Opinión | ALTA FIDELIDAD
La artista soy yo
La novela gráfica 'Alison', de Lizzy Stewart, es uno de los libros más hermosos que he leído últimamente, el viaje vital de una mujer sin estudios hasta convertirse en una de las grandes pintoras británicas del siglo XX, gracias y a pesar de los hombres
Cuando Blue cumplió cincuenta años, Joni Mitchell dio una entrevista en la que explicó que la mayoría de las reacciones a aquel álbum fueron negativas, especialmente por parte de sus compañeros hombres. Le dijeron que se había expuesto demasiado, que había sobrepasado una línea. “Fue como cuando Bob Dylan se electrificó”, explicó en 2021 la canadiense en Los Angeles Times.
Mitchell cuenta que entonces no era del todo consciente de lo que estaba haciendo, que era tan frágil y transparente como el plástico que envuelve un paquete de cigarrillos; simplemente, se mostró tal cual se sentía, y eso era triste y dolida. Lo bueno del celofán es que también dejó al descubierto todo su talento, ese que a veces las mujeres han escondido por inseguridad o miedo al menosprecio.
Por eso entiendo tan bien que Lizzy Stewart mencione a Joni Mitchell varias veces en su novela gráfica Alison (Errata Naturae), uno de los libros más hermosos que he leído últimamente, el viaje vital de una mujer sin estudios hasta convertirse en una de las grandes pintoras británicas del siglo XX, gracias y a pesar de los hombres.
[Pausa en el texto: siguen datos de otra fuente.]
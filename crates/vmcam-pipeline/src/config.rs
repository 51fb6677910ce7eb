use crate::PipelineError;
use std::time::Duration;

/// When the base64 bytecode attribute is decoded into a runtime buffer.
#[derive(Debug, Clone, Copy, PartialEq, Eq, Default)]
pub enum BytecodeCache {
    /// Decode once at mount, keep one buffer until teardown.
    #[default]
    PerSession,
    /// Decode and create a fresh buffer on every tick, release it after the tick.
    PerFrame,
}

/// Configuration for the frame pipeline and the frame uploader.
#[derive(Clone, Debug)]
pub struct PipelineConfig {
    interval: Duration,
    video_element: String,
    input_canvas: String,
    output_canvas: String,
    bytecode_attribute: String,
    bytecode_cache: BytecodeCache,
}

impl Default for PipelineConfig {
    fn default() -> Self {
        Self {
            interval: Duration::from_secs(1),
            video_element: "wasm-webcam".to_string(),
            input_canvas: "wasm-webcam-input".to_string(),
            output_canvas: "wasm-webcam-output".to_string(),
            bytecode_attribute: "data-bytecode".to_string(),
            bytecode_cache: BytecodeCache::default(),
        }
    }
}

impl PipelineConfig {
    /// Sample `fps` frames per second. `0` is rejected by `validate`.
    pub fn with_fps(mut self, fps: u32) -> Self {
        self.interval = if fps == 0 {
            Duration::ZERO
        } else {
            Duration::from_secs(1) / fps
        };
        self
    }

    /// Set the sampling interval directly.
    pub fn with_interval(mut self, interval: Duration) -> Self {
        self.interval = interval;
        self
    }

    pub fn with_video_element(mut self, id: impl Into<String>) -> Self {
        self.video_element = id.into();
        self
    }

    pub fn with_input_canvas(mut self, id: impl Into<String>) -> Self {
        self.input_canvas = id.into();
        self
    }

    pub fn with_output_canvas(mut self, id: impl Into<String>) -> Self {
        self.output_canvas = id.into();
        self
    }

    pub fn with_bytecode_attribute(mut self, name: impl Into<String>) -> Self {
        self.bytecode_attribute = name.into();
        self
    }

    pub fn with_bytecode_cache(mut self, cache: BytecodeCache) -> Self {
        self.bytecode_cache = cache;
        self
    }

    pub fn interval(&self) -> Duration {
        self.interval
    }

    pub fn video_element(&self) -> &str {
        &self.video_element
    }

    pub fn input_canvas(&self) -> &str {
        &self.input_canvas
    }

    pub fn output_canvas(&self) -> &str {
        &self.output_canvas
    }

    pub fn bytecode_attribute(&self) -> &str {
        &self.bytecode_attribute
    }

    pub fn bytecode_cache(&self) -> BytecodeCache {
        self.bytecode_cache
    }

    pub fn validate(&self) -> Result<(), PipelineError> {
        if self.interval.is_zero() {
            return Err(PipelineError::Config(
                "sampling interval must be positive".to_string(),
            ));
        }
        for (name, id) in [
            ("video element", &self.video_element),
            ("input canvas", &self.input_canvas),
            ("output canvas", &self.output_canvas),
            ("bytecode attribute", &self.bytecode_attribute),
        ] {
            if id.is_empty() {
                return Err(PipelineError::Config(format!("{name} id is empty")));
            }
        }
        if self.input_canvas == self.output_canvas {
            return Err(PipelineError::Config(format!(
                "input and output canvas are both #{}",
                self.input_canvas
            )));
        }
        Ok(())
    }
}
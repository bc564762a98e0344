//! Text protocol handling.
//!
//! Parsing and formatting for the line-oriented engine protocol: the
//! command parser for the main loop and the compact notation used for
//! selections, targets, routes and game state.

pub mod notation;
pub mod parser;

pub use notation::{
    format_outcome, format_route, format_selection, format_state, format_target, format_targets,
    parse_position, parse_roll, parse_selection, NotationError,
};
pub use parser::{parse_command, Command};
Lo explico. Alison es una chavalilla de un pueblo costero del sur de Inglaterra que a finales de los sesenta deja los estudios para casarse con un vecino del que está adolescentemente enamorada. No tarda en darse cuenta del error, de que no le gusta su vida, especialmente cuando Patrick, un pintor famoso que pasa sus días en el pueblo, le pide que sea su modelo y se marche con él a Londres.
Machismo y desprecio
Alison acepta y empieza a aprender de Patrick, entra en el mundo del arte de la capital británica de los años 70 y en su machismo y en el desprecio, incluido el de Patrick, hacia todo lo que ellas hicieran, nunca suficiente, siempre infantil, siempre blandito, como las canciones de Mitchell, a la que Alison y su amiga Tessa admiran y escuchan en el taller soñando con hacer lo que ella hacía, pero en la pintura y la escultura.
Alison aprende mucho junto a Patrick, de arte y de la vida, de desprecio, paternalismo y del cuidado de los pinceles. Alison aguanta -ante los ojos de los lectores, demasiado-, pero también la vemos crecer, dar portazos, hacerse una artista valiente y convertir su piel en celofán.
Cuando terminé esta novela gráfica, con aires siempre de boceto, de sketch, con mucho texto al estilo, por cierto, de la gran Posy Simmons, hice tres cosas: poner mi CD de Blue (un día vendrá el apocalipsis digital y yo estaré preparada, además, Joni Mitchell retiró su catálogo de Spotify), odiar a los prohombres de la pintura británica del siglo XX (no se le menciona, pero yo pienso en Lucian Freud) y buscar el nombre de Alison Porter en internet.
Alison no existe, pero han existido muchas Alison que finalmente hicieron su camino a veces de la mano de ellos, como iguales, y muchas otras empujadas por ellos a los márgenes de ese camino. Al final de la novela, en una conferencia en tiempos del #MeToo, a Alison le preguntan si Patrick traspasó ciertos límites morales y ella titubea, no puede quedarse ni en el blanco ni en el negro, su serena respuesta está llena de matices, de los grises del carboncillo, de azules como la tristeza llena de luz de la voz de Joni Mitchell.